Items from a data source:
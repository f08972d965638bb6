//! Thread management endpoints.

use axum::extract::{Path, State};
use axum::Json;
use serde::{Deserialize, Serialize};
use utoipa::ToSchema;

use kestrel_store::ThreadStore;
use kestrel_types::{CreateThreadRequest, Message};

use crate::error::ServerError;
use crate::state::AppState;

/// Response of thread creation.
#[derive(Debug, Clone, Serialize, Deserialize, ToSchema)]
pub struct CreateThreadResponse {
    /// The new thread id.
    pub thread_id: String,
    /// Creation timestamp.
    pub created_at: chrono::DateTime<chrono::Utc>,
}

/// Response listing a thread's messages.
#[derive(Debug, Clone, Serialize, Deserialize, ToSchema)]
pub struct ThreadMessagesResponse {
    /// The thread id.
    pub thread_id: String,
    /// Messages in creation order.
    pub messages: Vec<Message>,
}

/// Response of appending a message.
#[derive(Debug, Clone, Serialize, Deserialize, ToSchema)]
pub struct AddMessageResponse {
    /// Whether the append succeeded.
    pub success: bool,
    /// Id of the stored message.
    pub message_id: String,
}

/// Response of clearing a thread.
#[derive(Debug, Clone, Serialize, Deserialize, ToSchema)]
pub struct DeleteMessagesResponse {
    /// Whether the delete succeeded.
    pub success: bool,
    /// How many messages were removed.
    pub deleted_count: usize,
}

/// POST /v1/threads: create a thread.
#[utoipa::path(
    post,
    path = "/v1/threads",
    request_body = CreateThreadRequest,
    responses((status = 200, description = "Thread created", body = CreateThreadResponse)),
    tag = "threads"
)]
pub async fn create_thread_handler(
    State(state): State<AppState>,
    Json(request): Json<CreateThreadRequest>,
) -> Result<Json<CreateThreadResponse>, ServerError> {
    let thread = state
        .store
        .create_thread(
            None,
            request.user_id.as_deref(),
            request.kafka_profile_id.as_deref(),
            request.system_message.as_deref(),
        )
        .await?;

    Ok(Json(CreateThreadResponse {
        thread_id: thread.id,
        created_at: thread.created_at,
    }))
}

/// GET /v1/threads/{thread_id}/messages: list a thread's messages.
#[utoipa::path(
    get,
    path = "/v1/threads/{thread_id}/messages",
    params(("thread_id" = String, Path, description = "Thread id")),
    responses(
        (status = 200, description = "Thread messages", body = ThreadMessagesResponse),
        (status = 404, description = "Unknown thread"),
    ),
    tag = "threads"
)]
pub async fn get_messages_handler(
    State(state): State<AppState>,
    Path(thread_id): Path<String>,
) -> Result<Json<ThreadMessagesResponse>, ServerError> {
    if !state.store.thread_exists(&thread_id).await? {
        return Err(ServerError::NotFound(format!("thread {thread_id}")));
    }

    let messages = state.store.get_thread_messages(&thread_id, None, true).await?;
    Ok(Json(ThreadMessagesResponse {
        thread_id,
        messages,
    }))
}

/// POST /v1/threads/{thread_id}/messages: append a message.
#[utoipa::path(
    post,
    path = "/v1/threads/{thread_id}/messages",
    request_body = Message,
    params(("thread_id" = String, Path, description = "Thread id")),
    responses(
        (status = 200, description = "Message stored", body = AddMessageResponse),
        (status = 404, description = "Unknown thread"),
    ),
    tag = "threads"
)]
pub async fn add_message_handler(
    State(state): State<AppState>,
    Path(thread_id): Path<String>,
    Json(message): Json<Message>,
) -> Result<Json<AddMessageResponse>, ServerError> {
    if !state.store.thread_exists(&thread_id).await? {
        return Err(ServerError::NotFound(format!("thread {thread_id}")));
    }

    let message_id = state.store.add_message(&thread_id, &message).await?;
    Ok(Json(AddMessageResponse {
        success: true,
        message_id,
    }))
}

/// DELETE /v1/threads/{thread_id}/messages: clear a thread.
#[utoipa::path(
    delete,
    path = "/v1/threads/{thread_id}/messages",
    params(("thread_id" = String, Path, description = "Thread id")),
    responses((status = 200, description = "Messages deleted", body = DeleteMessagesResponse)),
    tag = "threads"
)]
pub async fn delete_messages_handler(
    State(state): State<AppState>,
    Path(thread_id): Path<String>,
) -> Result<Json<DeleteMessagesResponse>, ServerError> {
    let deleted_count = state.store.delete_thread_messages(&thread_id).await?;
    Ok(Json(DeleteMessagesResponse {
        success: true,
        deleted_count,
    }))
}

WHAT IS EXPECTED:
Retype every record above exactly as it appears.

SOLUTION FOR THIS TASK:
repository f08972d965638bb6
//! Thread management endpoints.

use axum::extract::{Path, State};
use axum::Json;
use serde::{Deserialize, Serialize};
use utoipa::ToSchema;

use kestrel_store::ThreadStore;
use kestrel_types::{CreateThreadRequest, Message};

use crate::error::ServerError;
use crate::state::AppState;

/// Response of thread creation.
#[derive(Debug, Clone, Serialize, Deserialize, ToSchema)]
pub struct CreateThreadResponse {
    /// The new thread id.
    pub thread_id: String,
    /// Creation timestamp.
    pub created_at: chrono::DateTime<chrono::Utc>,
}

/// Response listing a thread's messages.
#[derive(Debug, Clone, Serialize, Deserialize, ToSchema)]
pub struct ThreadMessagesResponse {
    /// The thread id.
    pub thread_id: String,
    /// Messages in creation order.
    pub messages: Vec<Message>,
}

/// Response of appending a message.
#[derive(Debug, Clone, Serialize, Deserialize, ToSchema)]
pub struct AddMessageResponse {
    /// Whether the append succeeded.
    pub success: bool,
    /// Id of the stored message.
    pub message_id: String,
}

/// Response of clearing a thread.
#[derive(Debug, Clone, Serialize, Deserialize, ToSchema)]
pub struct DeleteMessagesResponse {
    /// Whether the delete succeeded.
    pub success: bool,
    /// How many messages were removed.
    pub deleted_count: usize,
}

/// POST /v1/threads: create a thread.
#[utoipa::path(
    post,
    path = "/v1/threads",
    request_body = CreateThreadRequest,
    responses((status = 200, description = "Thread created", body = CreateThreadResponse)),
    tag = "threads"
)]
pub async fn create_thread_handler(
    State(state): State<AppState>,
    Json(request): Json<CreateThreadRequest>,
) -> Result<Json<CreateThreadResponse>, ServerError> {
    let thread = state
        .store
        .create_thread(
            None,
            request.user_id.as_deref(),
            request.kafka_profile_id.as_deref(),
            request.system_message.as_deref(),
        )
        .await?;

    Ok(Json(CreateThreadResponse {
        thread_id: thread.id,
        created_at: thread.created_at,
    }))
}

/// GET /v1/threads/{thread_id}/messages: list a thread's messages.
#[utoipa::path(
    get,
    path = "/v1/threads/{thread_id}/messages",
    params(("thread_id" = String, Path, description = "Thread id")),
    responses(
        (status = 200, description = "Thread messages", body = ThreadMessagesResponse),
        (status = 404, description = "Unknown thread"),
    ),
    tag = "threads"
)]
pub async fn get_messages_handler(
    State(state): State<AppState>,
    Path(thread_id): Path<String>,
) -> Result<Json<ThreadMessagesResponse>, ServerError> {
    if !state.store.thread_exists(&thread_id).await? {
        return Err(ServerError::NotFound(format!("thread {thread_id}")));
    }

    let messages = state.store.get_thread_messages(&thread_id, None, true).await?;
    Ok(Json(ThreadMessagesResponse {
        thread_id,
        messages,
    }))
}

/// POST /v1/threads/{thread_id}/messages: append a message.
#[utoipa::path(
    post,
    path = "/v1/threads/{thread_id}/messages",
    request_body = Message,
    params(("thread_id" = String, Path, description = "Thread id")),
    responses(
        (status = 200, description = "Message stored", body = AddMessageResponse),
        (status = 404, description = "Unknown thread"),
    ),
    tag = "threads"
)]
pub async fn add_message_handler(
    State(state): State<AppState>,
    Path(thread_id): Path<String>,
    Json(message): Json<Message>,
) -> Result<Json<AddMessageResponse>, ServerError> {
    if !state.store.thread_exists(&thread_id).await? {
        return Err(ServerError::NotFound(format!("thread {thread_id}")));
    }

    let message_id = state.store.add_message(&thread_id, &message).await?;
    Ok(Json(AddMessageResponse {
        success: true,
        message_id,
    }))
}

/// DELETE /v1/threads/{thread_id}/messages: clear a thread.
#[utoipa::path(
    delete,
    path = "/v1/threads/{thread_id}/messages",
    params(("thread_id" = String, Path, description = "Thread id")),
    responses((status = 200, description = "Messages deleted", body = DeleteMessagesResponse)),
    tag = "threads"
)]
pub async fn delete_messages_handler(
    State(state): State<AppState>,
    Path(thread_id): Path<String>,
) -> Result<Json<DeleteMessagesResponse>, ServerError> {
    let deleted_count = state.store.delete_thread_messages(&thread_id).await?;
    Ok(Json(DeleteMessagesResponse {
        success: true,
        deleted_count,
    }))
}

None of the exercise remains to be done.